• _PROVIDED RECORDS_:

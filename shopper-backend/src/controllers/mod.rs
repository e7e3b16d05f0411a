pub mod chat;
pub mod delegations;
pub mod health;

• _WHAT IS NEEDED_: Your answer should be the data above, retyped in full and unaltered.

• _RESPONSE FOR THIS EXERCISE_:
filename shopper-backend/src/controllers/mod.rs
repository e7e3b16d05f0411a
pub mod chat;
pub mod delegations;
pub mod health;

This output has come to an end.